The ANOVA process fits a linear model to sequential rows of observations of a tall data set. The data are assumed to be from a pre-normalized response variable and values are typically log2 transformed intensities. The process fits an ANOVA model to data from each row (or groups of rows) and creates numerous output displays. You can test hypotheses on all possible effects of each of the variables and their interactions separately.
Caution: This process can be computationally intensive for large data sets.
What do I need?
Two data sets are required for this process.
The first, the Input Data Set, contains all of the numeric data to be analyzed. For most cases, the use of normalized data, in which global effects, such as dye, chip to chip variation, and so on, have been removed, is recommended. This data set must be a tall data set.

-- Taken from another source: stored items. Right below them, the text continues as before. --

//! 明暗主题
//!
//! 保存过的选择优先；没有保存时跟随系统的 `prefers-color-scheme`。

use std::fmt::Display;

use crate::locale::PreferenceStore;

/// 本地存储中保存主题选择的键
pub const THEME_STORAGE_KEY: &str = "theme";

#[derive(Debug, Clone, Copy, PartialEq, Eq, Default)]
pub enum Theme {
    #[default]
    Light,
    Dark,
}

impl Theme {
    pub fn code(&self) -> &'static str {
        match self {
            Theme::Light => "light",
            Theme::Dark => "dark",
        }
    }

    /// 写到 `<html data-theme>` 上的 daisyUI 主题名
    pub fn data_theme(&self) -> &'static str {
        match self {
            Theme::Light => "emerald",
            Theme::Dark => "forest",
        }
    }

    pub fn parse(value: &str) -> Option<Self> {
        match value.trim().to_ascii_lowercase().as_str() {
            "light" => Some(Theme::Light),
            "dark" => Some(Theme::Dark),
            _ => None,
        }
    }

    pub fn toggled(self) -> Self {
        match self {
            Theme::Light => Theme::Dark,
            Theme::Dark => Theme::Light,
        }
    }
}

impl Display for Theme {
    fn fmt(&self, f: &mut std::fmt::Formatter<'_>) -> std::fmt::Result {
        f.write_str(self.code())
    }
}

/// 读取保存的主题；缺失或无法识别时按系统偏好
pub fn load_theme<P: PreferenceStore + ?Sized>(prefs: &P, prefers_dark: bool) -> Theme {
    prefs
        .get(THEME_STORAGE_KEY)
        .and_then(|v| Theme::parse(&v))
        .unwrap_or(if prefers_dark { Theme::Dark } else { Theme::Light })
}

pub fn persist_theme<P: PreferenceStore + ?Sized>(prefs: &P, theme: Theme) {
    if !prefs.set(THEME_STORAGE_KEY, theme.code()) {
        tracing::warn!(theme = %theme, "failed to persist theme preference");
    }
}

The second data set is the Experimental Design Data Set (EDDS). This required data set tells how the experiment was performed, providing information about the columns in the input data set. Note that one column in the EDDS must be named ColumnName and the values contained in this column must exactly match the column names in the input data set. Two other columns in this data set, Array, and Experiment, correspond to an index variable and the one-way experimental variable, respectively.
An Annotation Data Set can also be specified. This data set contains information, such as gene identity, accession numbers, chromosomal location, and so on, for each of the rows in the input data set. This data set is also in the tall format; where each row corresponds to a different gene.
For detailed information about the files and data sets used or created by JMP Life Sciences software, see Files and Data Sets.
The output generated by this process is summarized in a Tabbed report. Refer to the ANOVA output documentation for detailed descriptions and guides to interpreting your results.